No one knows when interest rates will rise, however if you are concerned that they may rise and this may increase your mortgage payments to more than you would like, you could potentially be protected from this with a fixed rate mortgage. Speak to one of our advisers today to discuss your options.
You can get a mortgage from a bank, building society or a specialist mortgage lender. You can apply direct to these companies or you can use a broker. A broker will advise you on the right deal for you as well as assisting in the application stage.
Some mortgage brokers, like ourselves, offer advice from the whole of the market. A tied advisor will only offer advice from a select number of lenders. This may mean you do not get access to the best products or miss out on the right mortgage for you by using a tied advisor.
Fees & Charging
Some mortgage lenders will allow you to add certain fees to the mortgage, typically this is usually the application fee for the mortgage.
The majority of lenders do not charge to value your property if you are remortgaging and some may also offer a free valuation when purchasing. For those who do charge the fees will be linked to the value of the property and can usually range from £100 – £2,000.
This varies, but typically a lender will charge a product fee for the mortgage these can range from £0 – £2,000 but can be higher. We disclose all costs before applying for your mortgage.
We charge a £100 application fee, payable once your mortgage application is ready to be submitted. We typically charge a broker fee of £480 on receipt of a mortgage offer. The broker fee can vary depending on circumstances. We will disclose all costs to you before submitting an application so you are fully aware of any charges you may incur.
To help with the purchase of a property you will need a solicitor their fees will vary from around £800 – £2500 and again can be higher depending on the work required. If you are remortgaging many lenders will cover the cost of the legal work required for you. Once you have bought the property you will need to pay stamp duty, the costs of this are covered separately in our FAQ
Purchasing
Buying at auction can be costly if you are not prepared. Once you have been successful with your bid you will need to pay a non-refundable 10% deposit and commit to completing on your purchase within 28 days. It is vital if you are thinking of buying at auction that you have your finance plans in place as well as having done your homework on the property so you are aware of what you are bidding on. We can help you find the right lenders for your auction property so you can go and bid in confidence.

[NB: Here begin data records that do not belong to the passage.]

use axum::routing::get;
use axum::{Json, Router};
use utoipa::openapi::security::{HttpAuthScheme, HttpBuilder, SecurityScheme};
use utoipa::openapi::server::Server;
use utoipa::{Modify, OpenApi};

use crate::app::AppState;
use crate::{models, routes, tenant};

#[derive(OpenApi)]
#[openapi(
    paths(
        routes::health::health,
        routes::auth::login,
        routes::auth::me,
        routes::permissions::list_permissions,
        routes::tenants::current_tenant,
        routes::tenants::get_domain,
        routes::tenants::update_domain,
        routes::tenants::clear_domain,
        routes::roles::list_roles,
        routes::roles::create_role,
        routes::roles::get_role,
        routes::roles::update_role,
        routes::roles::delete_role,
        routes::user_roles::list_user_roles,
        routes::user_roles::assign_role,
        routes::user_roles::revoke_role,
        routes::user_roles::get_effective_permissions,
        routes::directory::create_request,
        routes::directory::list_requests,
        routes::directory::review_request,
    ),
    components(
        schemas(
            routes::health::HealthResponse,
            models::user::BuiltInRole,
            models::user::User,
            models::user::LoginRequest,
            models::user::AuthResponse,
            models::organization::Organization,
            models::organization::SslCertificateStatus,
            models::organization::DomainVerificationState,
            models::organization::DomainConfig,
            models::organization::DomainUpdateRequest,
            models::organization::ResolvedTenant,
            models::organization::TenantSource,
            tenant::validation::Validation,
            models::rbac::Permission,
            models::rbac::PermissionCategory,
            models::rbac::CustomRole,
            models::rbac::CustomRoleDetail,
            models::rbac::RoleCreateRequest,
            models::rbac::RoleUpdateRequest,
            models::rbac::UserCustomRole,
            models::rbac::UserRoleAssignment,
            models::rbac::AssignRoleRequest,
            models::rbac::EffectivePermissions,
            models::directory::RequestStatus,
            models::directory::UpdateType,
            models::directory::DirectoryUpdateRequest,
            models::directory::CreateDirectoryUpdateRequest,
            models::directory::ReviewDirectoryUpdateRequest,
        )
    ),
    modifiers(&SecurityAddon),
    tags(
        (name = "Health", description = "Liveness and database probe"),
        (name = "Auth", description = "Authentication endpoints"),
        (name = "Permissions", description = "Permission catalog"),
        (name = "Tenants", description = "Host resolution and domain configuration"),
        (name = "Roles", description = "Custom role management"),
        (name = "User Roles", description = "Role assignments and effective permissions"),
        (name = "Directory", description = "Directory update requests")
    )
)]
pub struct ApiDoc;

struct SecurityAddon;

impl Modify for SecurityAddon {
    fn modify(&self, openapi: &mut utoipa::openapi::OpenApi) {
        if let Some(components) = openapi.components.as_mut() {
            components.add_security_scheme(
                "bearerAuth",
                SecurityScheme::Http(
                    HttpBuilder::new()
                        .scheme(HttpAuthScheme::Bearer)
                        .bearer_format("JWT")
                        .build(),
                ),
            );
        }
    }
}

/// OpenAPI document with a local server entry for `port`.
pub fn build_openapi(port: u16) -> utoipa::openapi::OpenApi {
    let mut doc = ApiDoc::openapi();
    doc.servers = Some(vec![Server::new(format!("http://localhost:{port}"))]);
    doc
}

pub fn routes() -> Router<AppState> {
    Router::new().route("/api-docs/openapi.json", get(openapi_json))
}

async fn openapi_json() -> Json<utoipa::openapi::OpenApi> {
    Json(ApiDoc::openapi())
}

Typically the minimum deposit required is 5%. There are a select few 100% options that you could be eligible for from various lenders. The larger deposit you have available the better the interest rate will be available for you. Lenders also see customers with larger deposits to be less risky and may be willing to lend more if a higher deposit is being used. Speak to one of our advisers today to see what options are available for you.
Stamp duty rates are calculated on the property purchase price. Stamp duty rates are different for residential and commercial property. Current Stamp Duty Rates: Band Residential CommercialUnder £125k 0% 3%*£125k to £250k 2% 5%£250k to £925k 5% 8%£925k to £1.5m 10% 13%Over £1.5m 12% 15%* An additional property purchased for less than £40k will attract 0% tax. For purchases from £40k to £125k the rate will be 3%.
A Help to Buy ISA is a type of ISA designed to help first time buyers save for their first home. You will receive a 25% bonus on your saving when you use the money to purchase a property, up to a maximum of £3000. The accounts are per person rather than household, the maximum deposit you can place in to open the account is £1200, with a maximum monthly contribution of £200 from then on.
Right to Buy allows most council tenants to buy their council home at a discount. You can apply to buy your home if you have lived there for more than 3 years, you are a council tenant (or where when it was sold to your current landlord) and the property is your main home.
Shared ownership schemes are a mix of buying and renting. You buy part of the property and rent the other part at a reduced rate. Anyone is eligible for shared ownership providing household income is below £80,000 (£90,000 in London) Once you have bought your initial share you will have an option to buy a bigger share of the property at a later date, this is known as stair-casing. Your monthly payments will consist of a payment to the mortgage provider for the share you have bought, and a payment of rent to the landlord who owns the remaining share in the property.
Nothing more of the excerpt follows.